How-to guides
How-to guides take the reader through the steps required to solve a real-world problem.
They are recipes, directions to achieve a specific end - for example: how to create a web form; how to plot a three-dimensional data-set; how to enable LDAP authentication.
They are wholly goal-oriented.
How-to guides are wholly distinct from tutorials and must not be confused with them:
- A tutorial is what you decide a beginner needs to know.
- A how-to guide is an answer to a question that only a user with some experience could even formulate.
In a how-to guide, you can assume some knowledge and understanding. You can assume that the user already knows how to do basic things and use basic tools.
Unlike tutorials, how-to guides in software documentation tend to be done fairly well. They’re also fun and easy to write.
Analogy from cooking
Think about a recipe, for preparing something to eat.
A recipe has a clear, defined end. It addresses a specific question. It shows someone - who can be assumed to have some basic knowledge already - how to achieve something.
Someone who has never cooked before can't be expected to follow a recipe with success, so a recipe is not a substitute for a cooking lesson. At the same time, someone who reads a recipe would be irritated to find that it tries to teach basics that they know already, or contains irrelevant discussion of the ingredients.
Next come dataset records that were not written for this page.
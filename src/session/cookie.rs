// Copyright (c) 2026 Bountyy Oy. All rights reserved.
// This software is proprietary and confidential.

//! Set-Cookie parsing for the PHP session cookie

use crate::error::{Error, Result};

/// Name of the session cookie issued by the API
pub const SESSION_COOKIE: &str = "PHPSESSID";

/// Lifetime attribute, in seconds
pub const MAX_AGE: &str = "Max-Age";

/// Split a Set-Cookie value into `key=value` pairs
///
/// Pairs are separated by `;` plus optional whitespace and split on the first
/// `=`. A bare attribute such as `HttpOnly` yields an empty value. Keys are
/// kept verbatim.
pub fn parse_pairs(header: &str) -> Vec<(&str, &str)> {
    header
        .split(';')
        .map(str::trim_start)
        .filter(|part| !part.is_empty())
        .map(|part| part.split_once('=').unwrap_or((part, "")))
        .collect()
}

/// Look up a key; the last occurrence wins
pub fn find_value<'a>(pairs: &[(&'a str, &'a str)], key: &str) -> Option<&'a str> {
    pairs
        .iter()
        .rev()
        .find(|(k, _)| *k == key)
        .map(|(_, v)| *v)
}

/// The parts of a Set-Cookie value the session cares about
#[derive(Debug, Clone, PartialEq, Eq)]
pub struct SessionCookie {
    /// Value of `PHPSESSID`
    pub session_id: String,
    /// `Max-Age` in seconds, when present and numeric
    pub max_age: Option<i64>,
}

impl SessionCookie {
    /// Parse a Set-Cookie value
    ///
    /// Fails with [`Error::MalformedCookie`] when there is no non-empty
    /// `PHPSESSID`; most responses legitimately carry other cookies only.
    pub fn parse(header: &str) -> Result<Self> {
        let pairs = parse_pairs(header);

        let session_id = match find_value(&pairs, SESSION_COOKIE) {
            Some(value) if !value.trim().is_empty() => value.trim().to_string(),
            Some(_) => {
                return Err(Error::malformed_cookie(format!(
                    "empty {} in '{}'",
                    SESSION_COOKIE, header
                )))
            }
            None => {
                return Err(Error::malformed_cookie(format!(
                    "no {} in '{}'",
                    SESSION_COOKIE, header
                )))
            }
        };

        let max_age = find_value(&pairs, MAX_AGE).and_then(|raw| match raw.trim().parse::<i64>() {
            Ok(secs) => Some(secs),
            Err(_) => {
                tracing::warn!(value = raw, "Ignoring non-numeric Max-Age");
                None
            }
        });

        Ok(Self {
            session_id,
            max_age,
        })
    }

    /// Expiry in epoch millis for a cookie received at `now_millis`
    pub fn expires_at(&self, now_millis: i64) -> Option<i64> {
        self.max_age
            .map(|secs| now_millis.saturating_add(secs.saturating_mul(1000)))
    }
}

/// Cookie request header for a session id
pub fn cookie_header(session_id: &str) -> String {
    format!("{}={}", SESSION_COOKIE, session_id)
}
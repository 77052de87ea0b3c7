// Copyright (c) 2026 Bountyy Oy. All rights reserved.
// This software is proprietary and confidential.

//! Form fields for one API call

use std::fmt;

use url::form_urlencoded;

/// Body parameters of one request, kept in insertion order
#[derive(Debug, Clone, Default, PartialEq, Eq)]
pub struct RequestSpec {
    fields: Vec<(String, String)>,
}

impl RequestSpec {
    pub fn new() -> Self {
        Self::default()
    }

    /// Set a field, replacing an existing value in place
    pub fn field(mut self, name: impl Into<String>, value: impl Into<String>) -> Self {
        self.set(name, value);
        self
    }

    /// Set a field, replacing an existing value in place
    pub fn set(&mut self, name: impl Into<String>, value: impl Into<String>) {
        let name = name.into();
        let value = value.into();
        match self.fields.iter_mut().find(|(k, _)| *k == name) {
            Some(slot) => slot.1 = value,
            None => self.fields.push((name, value)),
        }
    }

    /// Remove a field, returning its value
    pub fn remove(&mut self, name: &str) -> Option<String> {
        let idx = self.fields.iter().position(|(k, _)| k == name)?;
        Some(self.fields.remove(idx).1)
    }

    pub fn get(&self, name: &str) -> Option<&str> {
        self.fields
            .iter()
            .find(|(k, _)| k == name)
            .map(|(_, v)| v.as_str())
    }

    pub fn iter(&self) -> impl Iterator<Item = (&str, &str)> {
        self.fields.iter().map(|(k, v)| (k.as_str(), v.as_str()))
    }

    pub fn len(&self) -> usize {
        self.fields.len()
    }

    pub fn is_empty(&self) -> bool {
        self.fields.is_empty()
    }

    /// Render as `application/x-www-form-urlencoded`
    pub fn encode(&self) -> String {
        form_urlencoded::Serializer::new(String::new())
            .extend_pairs(self.iter())
            .finish()
    }
}

impl<K: Into<String>, V: Into<String>> FromIterator<(K, V)> for RequestSpec {
    fn from_iter<I: IntoIterator<Item = (K, V)>>(iter: I) -> Self {
        let mut spec = RequestSpec::new();
        for (k, v) in iter {
            spec.set(k, v);
        }
        spec
    }
}

impl fmt::Display for RequestSpec {
    fn fmt(&self, f: &mut fmt::Formatter<'_>) -> fmt::Result {
        f.write_str(&self.encode())
    }
}
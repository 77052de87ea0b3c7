// Copyright (c) 2026 Bountyy Oy. All rights reserved.
// This software is proprietary and confidential.

//! Tenant app API actions
//!
//! Field builders for each call and the generic response envelope. Payload
//! contents beyond the `result` flag are left to the caller.

pub mod actions;
mod envelope;

pub use actions::{DataQuery, DeviceBinding, LangCode, LoginParams};
pub use envelope::{ApiEnvelope, LoginSummary};
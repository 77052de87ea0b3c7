// Copyright (c) 2026 Bountyy Oy. All rights reserved.
// This software is proprietary and confidential.

//! Session store
//!
//! Holds the current [`ConfigDocument`] and keeps it in step with its
//! storage. Every mutation is written out in full before the in-memory copy
//! is replaced, and all reads and mutations go through one lock.

use std::path::{Path, PathBuf};

use chrono::{Local, SubsecRound};
use parking_lot::Mutex;

use super::cookie::SessionCookie;
use super::document::{ConfigDocument, Session};
use super::storage::{DocumentStorage, FileStorage};
use crate::error::{Error, Result};

/// Persisted PHP session shared by all requests
pub struct SessionStore {
    storage: Box<dyn DocumentStorage>,
    document: Mutex<ConfigDocument>,
}

impl std::fmt::Debug for SessionStore {
    fn fmt(&self, f: &mut std::fmt::Formatter<'_>) -> std::fmt::Result {
        f.debug_struct("SessionStore")
            .field("location", &self.storage.location())
            .field("document", &*self.document.lock())
            .finish()
    }
}

impl SessionStore {
    /// Open the store backed by a file, creating the file if needed
    pub fn open(path: impl AsRef<Path>) -> Result<Self> {
        Self::load(FileStorage::new(path.as_ref()))
    }

    /// Load the document from storage
    ///
    /// Missing or blank content is first reset to the default document.
    /// Content that does not parse is fatal.
    pub fn load(storage: impl DocumentStorage + 'static) -> Result<Self> {
        let storage: Box<dyn DocumentStorage> = Box::new(storage);
        let location = storage.location();

        let needs_reset = match storage.read()? {
            None => true,
            Some(content) => content.trim().is_empty(),
        };
        if needs_reset {
            tracing::info!(location = %location.display(), "Initializing empty session document");
            storage.write(&ConfigDocument::default().to_json()?)?;
        }

        let content = storage
            .read()?
            .ok_or_else(|| Error::persistence(&location, "document vanished after reset"))?;
        let document = ConfigDocument::from_json(&content)
            .map_err(|e| Error::persistence(&location, format!("malformed session document: {}", e)))?;

        tracing::debug!(
            location = %location.display(),
            active = document.session.is_active(),
            "Loaded session document"
        );

        Ok(Self {
            storage,
            document: Mutex::new(document),
        })
    }

    /// Overwrite whatever is stored with the default document
    ///
    /// For content too damaged to load; its unknown keys are lost.
    pub fn reinitialize(storage: impl DocumentStorage + 'static) -> Result<Self> {
        let storage: Box<dyn DocumentStorage> = Box::new(storage);
        let document = ConfigDocument::default();
        storage.write(&document.to_json()?)?;

        tracing::warn!(location = %storage.location().display(), "Session document reinitialized");
        Ok(Self {
            storage,
            document: Mutex::new(document),
        })
    }

    /// Snapshot of the current session
    pub fn session(&self) -> Session {
        self.document.lock().session.clone()
    }

    /// Snapshot of the whole document
    pub fn document(&self) -> ConfigDocument {
        self.document.lock().clone()
    }

    /// `Cookie` header for the current session, if any
    pub fn cookie_header(&self) -> Option<String> {
        self.document.lock().session.cookie_header()
    }

    /// Where the document is stored
    pub fn location(&self) -> PathBuf {
        self.storage.location()
    }

    /// Drop the session, forcing a fresh login
    pub fn reset(&self) -> Result<()> {
        let mut document = self.document.lock();
        let next = document.with_session(Session::default());
        self.storage.write(&next.to_json()?)?;
        *document = next;

        tracing::info!("Session reset");
        Ok(())
    }

    /// Apply a Set-Cookie value from a response
    ///
    /// Returns the new session when the value carried a `PHPSESSID`. An absent
    /// or blank value, or one without a session id, changes nothing and does
    /// not touch storage.
    pub fn update(&self, header: Option<&str>) -> Result<Option<Session>> {
        let header = match header.map(str::trim) {
            Some(h) if !h.is_empty() => h,
            _ => return Ok(None),
        };

        let cookie = match SessionCookie::parse(header) {
            Ok(cookie) => cookie,
            Err(Error::MalformedCookie(reason)) => {
                tracing::debug!(%reason, "Set-Cookie without session id, keeping session");
                return Ok(None);
            }
            Err(e) => return Err(e),
        };

        let mut document = self.document.lock();
        // millisecond precision, as written to disk
        let now = Local::now().trunc_subsecs(3);
        let previous = &document.session;

        let session = Session {
            session_id: cookie.session_id.clone(),
            updated_at: Some(now.fixed_offset()),
            expires_at: cookie
                .expires_at(now.timestamp_millis())
                .unwrap_or(previous.expires_at),
            extra: previous.extra.clone(),
        };

        let next = document.with_session(session.clone());
        self.storage.write(&next.to_json()?)?;
        *document = next;

        tracing::debug!(
            session_id = %session.session_id,
            expires_at = session.expires_at,
            "Session refreshed"
        );
        Ok(Some(session))
    }
}
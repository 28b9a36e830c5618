pub mod cli;
pub mod error;
pub mod models;
pub mod physics;
pub mod registry;
pub mod storage;
pub mod training;
pub mod types;

pub use cli::{print_training_report, process_packages, render_report, OutputFormat};
pub use error::{Result, WorkoutError};
pub use models::{Running, SportsWalking, Swimming, Workout, WorkoutBase, WorkoutKind};
pub use registry::{arity_of, known_codes, read_package};
pub use storage::{load_packages, parse_packages, sample_packages, save_packages, Package};
pub use training::Training;
pub use types::InfoMessage;
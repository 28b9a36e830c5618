use std::path::Path;

use log::info;
use serde::{Deserialize, Serialize};

use crate::error::Result;

/// Raw sensor package: workout code plus positional readings.
#[derive(Debug, Clone, PartialEq, Serialize, Deserialize)]
#[serde(from = "PackageIn")]
pub struct Package {
    pub workout_type: String,
    pub data: Vec<f64>,
}

// Object form first, then the legacy `["RUN", [..]]` pair.
#[derive(Debug, Deserialize)]
#[serde(untagged)]
enum PackageIn {
    Object { workout_type: String, data: Vec<f64> },
    Pair(String, Vec<f64>),
}

impl From<PackageIn> for Package {
    fn from(p: PackageIn) -> Self {
        match p {
            PackageIn::Object { workout_type, data } | PackageIn::Pair(workout_type, data) => {
                Package { workout_type, data }
            }
        }
    }
}

impl Package {
    pub fn new(workout_type: impl Into<String>, data: Vec<f64>) -> Self {
        Self { workout_type: workout_type.into(), data }
    }
}

/// The fixed demo batch: one package per workout type.
pub fn sample_packages() -> Vec<Package> {
    vec![
        Package::new("SWM", vec![720.0, 1.0, 80.0, 25.0, 40.0]),
        Package::new("RUN", vec![15000.0, 1.0, 75.0]),
        Package::new("WLK", vec![9000.0, 1.0, 75.0, 180.0]),
    ]
}

/// Parse a JSON array of packages. Errors carry the JSON path of the bad element.
pub fn parse_packages(json: &str) -> Result<Vec<Package>> {
    let de = &mut serde_json::Deserializer::from_str(json);
    let packages: Vec<Package> = serde_path_to_error::deserialize(de)?;
    Ok(packages)
}

/// Read packages from a JSON file on disk.
pub fn load_packages(path: impl AsRef<Path>) -> Result<Vec<Package>> {
    let path = path.as_ref();
    let contents = std::fs::read_to_string(path)?;
    let packages = parse_packages(&contents)?;
    info!("loaded {} packages from {}", packages.len(), path.display());
    Ok(packages)
}

/// Write packages as pretty JSON (object form).
pub fn save_packages(packages: &[Package], path: impl AsRef<Path>) -> Result<()> {
    let path = path.as_ref();
    let json = serde_json::to_string_pretty(packages).map_err(std::io::Error::from)?;
    std::fs::write(path, json)?;
    info!("saved {} packages to {}", packages.len(), path.display());
    Ok(())
}
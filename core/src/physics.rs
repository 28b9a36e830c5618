// core/src/physics.rs
// Unit conversions and per-variant formula coefficients. Nothing here changes at runtime.

pub const M_IN_KM: f64 = 1000.0;   // meters per kilometer
pub const MIN_IN_H: f64 = 60.0;    // minutes per hour

/// Step length (m) for running and walking.
pub const LEN_STEP: f64 = 0.65;
/// Stroke length (m) for swimming.
pub const SWIM_LEN_STEP: f64 = 1.38;

pub const RUN_CAL_SPEED_MULT: f64 = 18.0;
pub const RUN_CAL_SPEED_SHIFT: f64 = 20.0;

pub const WLK_CAL_WEIGHT_MULT: f64 = 0.035;
pub const WLK_CAL_SPEED_HEIGHT_MULT: f64 = 0.029;

pub const SWM_CAL_SPEED_SHIFT: f64 = 1.1;
pub const SWM_CAL_WEIGHT_MULT: f64 = 2.0;

// --- RoundTo trait (public, used by report.rs) ---
pub trait RoundTo {
    fn round_to(self, dp: u32) -> f64;
}

impl RoundTo for f64 {
    #[inline]
    fn round_to(self, dp: u32) -> f64 {
        if dp == 0 { return self.round(); }
        let factor = 10_f64.powi(dp as i32);
        (self * factor).round() / factor
    }
}

/// Action count (steps or strokes) to kilometers.
#[inline]
pub fn distance_km(action: u32, len_step_m: f64) -> f64 {
    action as f64 * len_step_m / M_IN_KM
}

/// km/h. Caller guarantees `duration_h > 0`.
#[inline]
pub fn speed_kmh(distance_km: f64, duration_h: f64) -> f64 {
    distance_km / duration_h
}

/// Floor division on floats, `a // b` for positive operands.
#[inline]
pub fn floor_div(a: f64, b: f64) -> f64 {
    (a / b).floor()
}

#[cfg(test)]
mod tests {
    use super::*;

    #[test]
    fn round_to_three_places() {
        assert_eq!(0.99360001.round_to(3), 0.994);
        assert_eq!(699.7499.round_to(0), 700.0);
    }

    #[test]
    fn floor_div_drops_fraction() {
        assert_eq!(floor_div(34.2225, 180.0), 0.0);
        assert_eq!(floor_div(400.0, 180.0), 2.0);
    }
}
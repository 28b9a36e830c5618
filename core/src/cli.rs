use std::io::{self, Write};

use log::warn;

use crate::error::{Result, WorkoutError};
use crate::registry::read_package;
use crate::storage::Package;
use crate::training::Training;
use crate::types::InfoMessage;

#[derive(Debug, Clone, Copy, PartialEq, Eq, Default)]
pub enum OutputFormat {
    #[default]
    Text,
    Json,
}

/// One summary per package, input order kept. A bad package does not stop the batch.
pub fn process_packages(packages: &[Package]) -> Vec<Result<InfoMessage>> {
    packages
        .iter()
        .map(|p| read_package(&p.workout_type, &p.data).map(|w| w.show_training_info()))
        .collect()
}

/// Render one output line per successful package. Failures are logged and counted.
pub fn render_report(packages: &[Package], format: OutputFormat) -> (Vec<String>, usize) {
    let mut lines = Vec::with_capacity(packages.len());
    let mut failed = 0usize;

    for (pkg, res) in packages.iter().zip(process_packages(packages)) {
        match res.and_then(|info| render_line(&info, format)) {
            Ok(line) => lines.push(line),
            Err(e) => {
                warn!("package {} {:?} skipped: {}", pkg.workout_type, pkg.data, e);
                failed += 1;
            }
        }
    }

    (lines, failed)
}

fn render_line(info: &InfoMessage, format: OutputFormat) -> Result<String> {
    match format {
        OutputFormat::Text => Ok(info.get_message()),
        OutputFormat::Json => serde_json::to_string(&info.rounded())
            .map_err(|e| WorkoutError::Io(io::Error::from(e))),
    }
}

/// Print the report to `out`. Returns the number of packages that failed.
pub fn print_training_report<W: Write>(
    packages: &[Package],
    format: OutputFormat,
    out: &mut W,
) -> Result<usize> {
    let (lines, failed) = render_report(packages, format);
    for line in lines {
        writeln!(out, "{}", line)?;
    }
    Ok(failed)
}
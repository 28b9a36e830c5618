use std::fmt;

use serde::{Deserialize, Serialize};

use crate::physics::RoundTo;

/// Summary of one finished workout.
#[derive(Debug, Clone, PartialEq, Serialize, Deserialize)]
pub struct InfoMessage {
    pub training_type: String,
    pub duration: f64, // h
    pub distance: f64, // km
    pub speed: f64,    // km/h
    pub calories: f64, // kcal
}

impl InfoMessage {
    pub fn get_message(&self) -> String {
        format!(
            "Training type: {}; Duration: {:.3} h; Distance: {:.3} km; \
             Mean speed: {:.3} km/h; Calories burned: {:.3}.",
            self.training_type, self.duration, self.distance, self.speed, self.calories
        )
    }

    /// Same message, numbers rounded to the 3 places the text shows. Used for JSON output.
    pub fn rounded(&self) -> Self {
        Self {
            training_type: self.training_type.clone(),
            duration: self.duration.round_to(3),
            distance: self.distance.round_to(3),
            speed: self.speed.round_to(3),
            calories: self.calories.round_to(3),
        }
    }
}

impl fmt::Display for InfoMessage {
    fn fmt(&self, f: &mut fmt::Formatter<'_>) -> fmt::Result {
        f.write_str(&self.get_message())
    }
}
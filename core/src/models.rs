use serde::{Deserialize, Serialize};

/// Variant discriminant. `label()` is the display name used in reports.
#[derive(Debug, Clone, Copy, PartialEq, Eq, Hash, Serialize, Deserialize)]
pub enum WorkoutKind {
    Running,
    SportsWalking,
    Swimming,
}

impl WorkoutKind {
    pub fn label(self) -> &'static str {
        match self {
            WorkoutKind::Running => "Running",
            WorkoutKind::SportsWalking => "SportsWalking",
            WorkoutKind::Swimming => "Swimming",
        }
    }

    /// Sensor code used in packages.
    pub fn code(self) -> &'static str {
        match self {
            WorkoutKind::Running => "RUN",
            WorkoutKind::SportsWalking => "WLK",
            WorkoutKind::Swimming => "SWM",
        }
    }
}

/// Fields every workout carries.
#[derive(Debug, Clone, Copy, PartialEq)]
pub struct WorkoutBase {
    pub action: u32,      // steps or strokes
    pub duration_h: f64,  // hours
    pub weight_kg: f64,   // kg
}

#[derive(Debug, Clone, Copy, PartialEq)]
pub struct Running {
    pub base: WorkoutBase,
}

#[derive(Debug, Clone, Copy, PartialEq)]
pub struct SportsWalking {
    pub base: WorkoutBase,
    pub height_cm: f64,
}

#[derive(Debug, Clone, Copy, PartialEq)]
pub struct Swimming {
    pub base: WorkoutBase,
    pub length_pool_m: f64,
    pub count_pool: u32,
}

/// One resolved workout. Built by `registry::read_package`, never mutated afterwards.
#[derive(Debug, Clone, Copy, PartialEq)]
pub enum Workout {
    Running(Running),
    SportsWalking(SportsWalking),
    Swimming(Swimming),
}

impl WorkoutBase {
    pub fn new(action: u32, duration_h: f64, weight_kg: f64) -> Self {
        Self { action, duration_h, weight_kg }
    }
}

impl Running {
    pub fn new(action: u32, duration_h: f64, weight_kg: f64) -> Self {
        Self { base: WorkoutBase::new(action, duration_h, weight_kg) }
    }
}

impl SportsWalking {
    pub fn new(action: u32, duration_h: f64, weight_kg: f64, height_cm: f64) -> Self {
        Self {
            base: WorkoutBase::new(action, duration_h, weight_kg),
            height_cm,
        }
    }
}

impl Swimming {
    pub fn new(
        action: u32,
        duration_h: f64,
        weight_kg: f64,
        length_pool_m: f64,
        count_pool: u32,
    ) -> Self {
        Self {
            base: WorkoutBase::new(action, duration_h, weight_kg),
            length_pool_m,
            count_pool,
        }
    }
}

impl From<Running> for Workout {
    fn from(w: Running) -> Self {
        Workout::Running(w)
    }
}

impl From<SportsWalking> for Workout {
    fn from(w: SportsWalking) -> Self {
        Workout::SportsWalking(w)
    }
}

impl From<Swimming> for Workout {
    fn from(w: Swimming) -> Self {
        Workout::Swimming(w)
    }
}
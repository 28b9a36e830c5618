use workout_core::{print_training_report, process_packages, render_report, sample_packages, OutputFormat, Package, WorkoutError};

#[test]
fn test_process_keeps_order_and_isolates_failures() {
    let packages = vec![
        Package::new("RUN", vec![15000.0, 1.0, 75.0]),
        Package::new("XYZ", vec![1.0]),
        Package::new("RUN", vec![1.0, 2.0]),
        Package::new("SWM", vec![720.0, 1.0, 80.0, 25.0, 40.0]),
    ];
    let results = process_packages(&packages);
    assert_eq!(results.len(), 4);
    assert_eq!(results[0].as_ref().unwrap().training_type, "Running");
    assert!(matches!(results[1], Err(WorkoutError::UnknownWorkoutType(_))));
    assert!(matches!(results[2], Err(WorkoutError::ArityMismatch { .. })));
    assert_eq!(results[3].as_ref().unwrap().training_type, "Swimming");
}

#[test]
fn test_text_report_for_samples() {
    let mut out = Vec::new();
    let failed = print_training_report(&sample_packages(), OutputFormat::Text, &mut out).unwrap();
    assert_eq!(failed, 0);

    let text = String::from_utf8(out).unwrap();
    let lines: Vec<_> = text.lines().collect();
    assert_eq!(lines.len(), 3);
    assert!(lines[0].starts_with("Training type: Swimming;"));
    assert!(lines[1].starts_with("Training type: Running;"));
    assert!(lines[2].starts_with("Training type: SportsWalking;"));
}

#[test]
fn test_json_report_counts_failures() {
    let packages = vec![
        Package::new("SWM", vec![720.0, 1.0, 80.0, 25.0, 40.0]),
        Package::new("WLK", vec![9000.0, 0.0, 75.0, 180.0]),
    ];
    let (lines, failed) = render_report(&packages, OutputFormat::Json);
    assert_eq!(failed, 1);
    assert_eq!(lines.len(), 1);

    let v: serde_json::Value = serde_json::from_str(&lines[0]).unwrap();
    assert_eq!(v["training_type"], "Swimming");
    assert_eq!(v["distance"].as_f64().unwrap(), 0.994);
    assert_eq!(v["calories"].as_f64().unwrap(), 336.0);
}
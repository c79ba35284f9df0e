//! Aerolog daemon
//!
//! Reads a BME280 on the Pi's I2C bus every configured interval and appends
//! each reading to the configured sink. Runs until terminated; each cycle's
//! persistence completes before the next trigger, so killing the process
//! loses at most the in-flight record.
//!
//! ```bash
//! RUST_LOG=info aerologd [config.json]
//! ```

use std::env;
use std::error::Error;
use std::path::PathBuf;
use std::process;
use std::time::Duration;

use log::{error, info};

use aerolog_connectors::{HttpConfig, HttpSink, JsonlSink};
use aerolog_core::sink::RecordSink;
use aerolog_core::time::WallClock;
use aerolog_core::{Bme280, Sampler, SamplerConfig};

mod config;
mod i2c;

use config::{DaemonConfig, SinkConfig};
use i2c::RppalBus;

fn main() {
    env_logger::init();

    if let Err(err) = run() {
        error!("fatal: {}", err);
        process::exit(1);
    }
}

fn run() -> Result<(), Box<dyn Error>> {
    let config_path = env::args().nth(1).map(PathBuf::from);
    let config = DaemonConfig::load(config_path.as_deref())?;
    info!(
        "aerolog {} starting: bus {}, address {:#04x}, interval {}s",
        aerolog_core::VERSION,
        config.i2c_bus,
        config.device_address,
        config.interval_secs
    );

    let bus = RppalBus::open(config.i2c_bus, config.device_address)?;
    let clock = WallClock;
    let mut device = Bme280::new(bus);
    // chip-id mismatch and calibration failures abort here, before any cycle
    device.init(&clock)?;
    info!("sensor initialized, calibration loaded");

    let sampler_config =
        SamplerConfig::default().interval(Duration::from_secs(config.interval_secs));

    match config.sink {
        SinkConfig::Jsonl { path } => {
            run_loop(device, JsonlSink::open(path)?, clock, sampler_config)
        }
        SinkConfig::Http { url, bearer } => {
            let mut http = HttpConfig::new(url);
            if let Some(token) = bearer {
                http = http.bearer_token(token);
            }
            run_loop(device, HttpSink::new(http)?, clock, sampler_config)
        }
    }
}

fn run_loop<S>(
    device: Bme280<RppalBus>,
    sink: S,
    clock: WallClock,
    config: SamplerConfig,
) -> Result<(), Box<dyn Error>>
where
    S: RecordSink,
{
    let mut sampler = Sampler::new(device, sink, clock, config);
    sampler.run()?;
    Ok(())
}
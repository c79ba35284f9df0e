//! Shared fixtures for the acquisition integration tests

#![allow(dead_code)]

use aerolog_core::bus::sim::SimBus;
use aerolog_core::sink::MemorySink;
use aerolog_core::time::MockClock;
use aerolog_core::{Bme280, CalibrationCoefficients, Sampler, SamplerConfig};

/// Datasheet worked-example trimming values with the synthetic humidity set
pub fn reference_calibration() -> CalibrationCoefficients {
    CalibrationCoefficients {
        t1: 27504,
        t2: 26435,
        t3: -1000,
        p1: 36477,
        p2: -10685,
        p3: 3024,
        p4: 2855,
        p5: 140,
        p6: -7,
        p7: 15500,
        p8: -14600,
        p9: 6000,
        h1: 75,
        h2: 355,
        h3: 0,
        h4: 333,
        h5: 50,
        h6: 30,
    }
}

/// Initialized device over a default simulated sensor
pub fn ready_device() -> Bme280<SimBus> {
    let clock = MockClock::new(0);
    let mut device = Bme280::new(SimBus::with_defaults());
    device.init(&clock).expect("simulated sensor present");
    device
}

/// Full acquisition stack: device, 16-slot memory sink, mock clock
pub fn ready_sampler(config: SamplerConfig) -> Sampler<SimBus, MemorySink<16>, MockClock> {
    Sampler::new(ready_device(), MemorySink::new(), MockClock::new(1_700_000_000_000), config)
}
How to write good how-to guides
Provide a series of steps
How-to guides must contain a list of steps, that need to be followed in order (just like tutorials do). You don’t have to start at the very beginning, just at a reasonable starting point. How-to guides should be reliable, but they don’t need to have the cast-iron repeatability of a tutorial.
Focus on results
How-to guides must focus on achieving a practical goal. Anything else is a distraction. As in tutorials, detailed explanations are out of place here.
Solve a particular problem
A how-to guide must address a specific question or problem: How do I …?
This is one way in which how-to guides are distinct from tutorials: when it comes to a how-to guide, the reader can be assumed to know what they should achieve, but don’t yet know how - whereas in the tutorial, you are responsible for deciding what things the reader needs to know about.
Don't explain concepts
A how-to guide should not explain things. It’s not the place for discussions of that kind; they will simply get in the way of the action. If explanations are important, link to them.
Allow for some flexibility
A how-to guide should allow for slightly different ways of doing the same thing. It needs just enough flexibility in it that the user can see how it will apply to slightly different examples from the one you describe, or understand how to adapt it to a slightly different system or configuration from the one you’re assuming. Don’t be so specific that the guide is useless for anything except the exact purpose you have in mind.
Leave things out
Practical usability is more valuable than completeness. Tutorials need to be complete, end-to-end guides; how-to guides do not. They can start and end where it seems appropriate to you. They don’t need to mention everything that there is to mention either, just because it is related to the topic. A bloated how-to guide doesn’t help the user get speedily to their solution.
Name guides well
The title of a how-to document should tell the user exactly what it does. How to create a class-based view is a good title. Creating a class-based view or worse, Class-based views, are not.
Example from Divio's documentation
Have a look at our how-to guides.
Each one of these is an answer to a question, or problem: how do I...? Each title can clearly be preceded by the words “How to”. Each one is a recipe, that takes you through the steps required to complete a specific task.
Although both the tutorials and the how-to guides serve the needs of the user, the tutorials are led by the author who knows what the user needs to know, while the how-to guides are led by the user who asks the questions.